Salah satu faktor yang menjadi pendorong lahirnya begal adalah budaya konsumerisme dan gaya hidup materialis masyarakat. Faktor lainnya, pandangan sosial masyarakat, dampak berita atau tontonan film, game pada media massa dan media elektronik, cara berpikir serba instan, sampai keluarga yang broken home

Scroll Untuk Lanjut Membaca

IKLAN

Beberapa pekan terakhir ini di media social dan media cetak dipenuhi berita tentang begal. Saya sendiri nyaris menjadi korban pembegalan saat berpergian ke suatu kota. Dalam Kamus Besar Bahasa Indonesia kata “begal” berarti penyamun, “membegal” merampas di jalan atau menyamun dan “pembegalan” artinya proses, cara, perbuatan membegal; perampasan di jalan; penyamunan.

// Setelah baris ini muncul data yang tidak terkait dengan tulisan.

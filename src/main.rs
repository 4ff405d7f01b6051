//! `pdfid` entry point.

use std::process::ExitCode;

use pdfid::cli::{args, dispatch};

fn main() -> ExitCode {
    let argv: Vec<String> = std::env::args().skip(1).collect();
    let command = match args::parse(&argv) {
        Ok(command) => command,
        Err(err) => {
            eprint!("{err}");
            return ExitCode::from(1);
        }
    };
    ExitCode::from(dispatch::run(command) as u8)
}
//! File I/O primitives for the steganography driver.
//!
//! The input and output PDF paths are always real files; the optional
//! payload argument falls back to stdin (`write`) or stdout (`read`) when
//! omitted.

use std::fs::File;
use std::io::{self, BufReader, Read, Write};

use crate::cli::constants::DISPLAY_LEVEL;
use std::sync::atomic::Ordering;

/// Label used in diagnostics when the payload stream is stdin.
pub const STDIN_LABEL: &str = "stdin";
/// Label used in diagnostics when the payload stream is stdout.
pub const STDOUT_LABEL: &str = "stdout";

/// Opens a mandatory input PDF path for reading.
pub fn open_input_file(path: &str) -> io::Result<Box<dyn Read>> {
    let f = File::open(path).map_err(|e| {
        if DISPLAY_LEVEL.load(Ordering::Relaxed) >= 1 {
            eprintln!("pdfid: {path}: {e}");
        }
        e
    })?;
    Ok(Box::new(BufReader::new(f)))
}

/// Opens a mandatory output PDF path for writing, truncating it if it
/// already exists.
pub fn open_output_file(path: &str) -> io::Result<Box<dyn Write>> {
    let f = File::create(path).map_err(|e| {
        if DISPLAY_LEVEL.load(Ordering::Relaxed) >= 1 {
            eprintln!("pdfid: {path}: {e}");
        }
        e
    })?;
    Ok(Box::new(f))
}

/// Opens the payload source for `write`: the named file if given, stdin
/// otherwise.
pub fn open_payload_source(path: Option<&str>) -> io::Result<Box<dyn Read>> {
    match path {
        Some(path) => open_input_file(path),
        None => {
            if DISPLAY_LEVEL.load(Ordering::Relaxed) >= 2 {
                eprintln!("pdfid: reading payload from {STDIN_LABEL}");
            }
            Ok(Box::new(io::stdin()))
        }
    }
}

/// Opens the payload sink for `read`: the named file if given, stdout
/// otherwise.
pub fn open_payload_sink(path: Option<&str>) -> io::Result<Box<dyn Write>> {
    match path {
        Some(path) => open_output_file(path),
        None => {
            if DISPLAY_LEVEL.load(Ordering::Relaxed) >= 2 {
                eprintln!("pdfid: writing payload to {STDOUT_LABEL}");
            }
            Ok(Box::new(io::stdout()))
        }
    }
}

#[cfg(test)]
mod tests {
    use super::*;

    #[test]
    fn open_input_file_nonexistent_returns_err() {
        let result = open_input_file("/nonexistent/path/that/cannot/exist.pdf");
        assert!(result.is_err());
    }

    #[test]
    fn open_payload_source_falls_back_to_stdin_when_omitted() {
        // Can't easily assert identity with real stdin in a unit test; just
        // confirm the None branch doesn't error opening the file-path branch.
        let result = open_payload_source(None);
        assert!(result.is_ok());
    }

    #[test]
    fn open_output_file_creates_and_truncates() {
        let dir = tempfile::tempdir().unwrap();
        let path = dir.path().join("out.pdf");
        std::fs::write(&path, b"stale contents").unwrap();
        {
            let mut f = open_output_file(path.to_str().unwrap()).unwrap();
            f.write_all(b"fresh").unwrap();
        }
        let contents = std::fs::read(&path).unwrap();
        assert_eq!(contents, b"fresh");
    }
}
//! LSB-first bit-level streams over byte sinks/sources.
//!
//! Wraps any `Read`/`Write` so the driver can point a bit stream at files,
//! stdio, or in-memory buffers interchangeably.

use std::io::{self, Read, Write};

/// Append-only bit sink, LSB-first per byte. The offset-keyed collector that
/// buffers decode-side ranks lives separately, in [`crate::offsets`].
pub struct BitSink<W: Write> {
    inner: W,
    data: u8,
    cur_bit: u8,
}

impl<W: Write> BitSink<W> {
    pub fn new(inner: W) -> Self {
        BitSink {
            inner,
            data: 0,
            cur_bit: 0,
        }
    }

    /// Appends one bit. Emits a completed byte to the underlying writer
    /// every 8th call.
    pub fn push_bit(&mut self, bit: bool) -> io::Result<()> {
        self.data |= (bit as u8) << self.cur_bit;
        self.cur_bit += 1;
        if self.cur_bit == 8 {
            self.cur_bit = 0;
            let byte = self.data;
            self.data = 0;
            self.inner.write_all(&[byte])?;
        }
        Ok(())
    }

    /// Pads any partial trailing byte with zero bits and emits it.
    pub fn flush_byte(&mut self) -> io::Result<()> {
        if self.cur_bit != 0 {
            let byte = self.data;
            self.data = 0;
            self.cur_bit = 0;
            self.inner.write_all(&[byte])?;
        }
        self.inner.flush()
    }

    pub fn into_inner(self) -> W {
        self.inner
    }
}

/// Bounded or unbounded bit source, LSB-first per byte. Equivalent to
/// `bit_istream`, generalized with an explicit `bit_size` so the driver can
/// report `eof()` against a known payload length (a file) as well as an
/// unbounded one (stdin).
pub struct BitSource<R: Read> {
    inner: Option<R>,
    data: u8,
    cur_bit: u8,
    bits_consumed: u64,
    bit_size: Option<u64>,
}

impl<R: Read> BitSource<R> {
    /// `bit_size`: `Some(n)` for a known-length source (a payload file),
    /// `None` for an unbounded one (stdin) whose length is discovered only
    /// by hitting EOF.
    pub fn new(inner: R, bit_size: Option<u64>) -> Self {
        BitSource {
            inner: Some(inner),
            data: 0,
            cur_bit: 8,
            bits_consumed: 0,
            bit_size,
        }
    }

    /// Yields the next bit, or `None` at end of stream. Equivalent to
    /// `bit_istream::next`, which uses `-1` as its sentinel in C++.
    pub fn next(&mut self) -> io::Result<Option<bool>> {
        if self.inner.is_none() {
            return Ok(None);
        }
        if self.cur_bit == 8 {
            let mut byte = [0u8; 1];
            let n = self.inner.as_mut().unwrap().read(&mut byte)?;
            if n == 0 {
                self.inner = None;
                return Ok(None);
            }
            self.data = byte[0];
            self.cur_bit = 0;
        }
        let bit = (self.data >> self.cur_bit) & 1 != 0;
        self.cur_bit += 1;
        self.bits_consumed += 1;
        Ok(Some(bit))
    }

    pub fn bits_consumed(&self) -> u64 {
        self.bits_consumed
    }

    /// Total bits the source is expected to hold, if known.
    pub fn bit_size(&self) -> Option<u64> {
        self.bit_size
    }

    /// True once the source has yielded `None` and no bits remain buffered.
    pub fn eof(&self) -> bool {
        self.inner.is_none() && self.cur_bit == 8
    }
}
//! The two-method capability attached to the writer and parser.
//!
//! Both hooks are a plain `Option<&mut dyn Trait>` threaded through the
//! parser/writer entry points: absent by default, and skipped entirely
//! when absent so the PDF pipeline stays byte-identical to an unhooked
//! build.

use std::io;

use super::object::Dictionary;

/// Invoked by the writer immediately before it would otherwise serialize a
/// dictionary's body. The hook is fully responsible for writing `<<...>>`;
/// the writer must not re-sort or re-normalize what the hook emits.
pub trait DictEncodeHook {
    fn on_dict_encode(&mut self, dict: &Dictionary, out: &mut dyn io::Write) -> io::Result<()>;
}

/// Invoked by the parser immediately after it finishes parsing a
/// dictionary's body. `offset` is the byte offset of that dictionary's
/// opening `<<` in the source document.
pub trait DictDecodeHook {
    fn on_dict_decode(&mut self, offset: u64, entries: &Dictionary);
}
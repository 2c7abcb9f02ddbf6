use actix_web::{web, HttpRequest, HttpResponse};
use log::{debug, info};
use crate::models::daily_log::DaySummary;
use crate::errors::AppError;
use crate::store::Store;
use crate::utils::jwt::authenticated_user;
use crate::utils::validation::parse_date;
use crate::wellness::score_day;

// GET /daily/:date
pub async fn get_day(
    req: HttpRequest,
    store: web::Data<dyn Store>,
    date: web::Path<String>,
) -> Result<HttpResponse, AppError> {
    let user_id = authenticated_user(&req)?;
    let date = parse_date(&date)?;

    let log = store.fetch_day(user_id, date).await?;
    let score = score_day(&log);
    info!("User {} scored {} on {}", user_id, score.breakdown.score, date);

    Ok(HttpResponse::Ok().json(DaySummary { date, log, score }))
}

// GET /daily/:date/score
pub async fn get_day_score(
    req: HttpRequest,
    store: web::Data<dyn Store>,
    date: web::Path<String>,
) -> Result<HttpResponse, AppError> {
    let user_id = authenticated_user(&req)?;
    let date = parse_date(&date)?;

    let log = store.fetch_day(user_id, date).await?;
    if log.is_empty() {
        debug!("User {} logged nothing on {}", user_id, date);
    }

    Ok(HttpResponse::Ok().json(score_day(&log)))
}
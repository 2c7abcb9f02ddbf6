pub mod activity;
pub mod auth;
pub mod daily;
pub mod exercise;
pub mod meal;

use actix_web::HttpResponse;

// GET /health
pub async fn health() -> HttpResponse {
    HttpResponse::Ok().json(serde_json::json!({ "status": "ok" }))
}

Pembegalan adalah sebuah aksi merampas di tengah jalan dengan menghentikan pengendaranya. Begal merupakan bentuk penyimpangan sosial sekunder karena penyimpangan ini sudah tidak dapat diterima oleh masyarakat karena merugikan dan membahayakan.

Biasanya, pembegalan terjadi di jalanan yang jauh dari keramaian, perampok, penyamun, penggarong. Maraknya aksi begal dan geng motor di jalanan yang meresahkan masyarakat membuat saya merasa sangat jengkel dan prihatin. Para pelaku tidak saja melukai korban, tapi juga merampas harta benda, hingga merenggut jiwa.

Parahnya, fenomena begal motor dan perbuatan kriminalitas sejenisnya yang terjadi di sekitar kita, pelakunya mayoritas remaja sekitar 17 sampai 20 tahun yang seharusnya masih dalam jenjang sekolah. Sangat disayangkan memang, mereka ini masih termasuk dalam kelompok anak yang masih labil kepribadiannya dan masih dalam tahap pencarian jati dirinya. Idealnya tugas mereka belajar dan tetap berapa di lingkungan yang kondusif dan sehat, bukan lingkungan yang buruk penuh dengan hal-hal yang mengarah kepada tindakan kriminalitas.

Lalu, separah itukah negeri kita? Apakah tidak ada pihak yang berwenang untuk mengambil tindakan yang tegas dan efektif terhadap para pelaku kejahatan, terutama mereka yang telah berulang kali melakukan tindakan tersebut? Atau bila perlu mengambil langkah ekstrem, menembak mati para begal, sebagai tindakan dalam rangka memberikan efek jera kepada para pelaku dan mencegah terjadinya tindakan kriminal serupa di masa mendatang.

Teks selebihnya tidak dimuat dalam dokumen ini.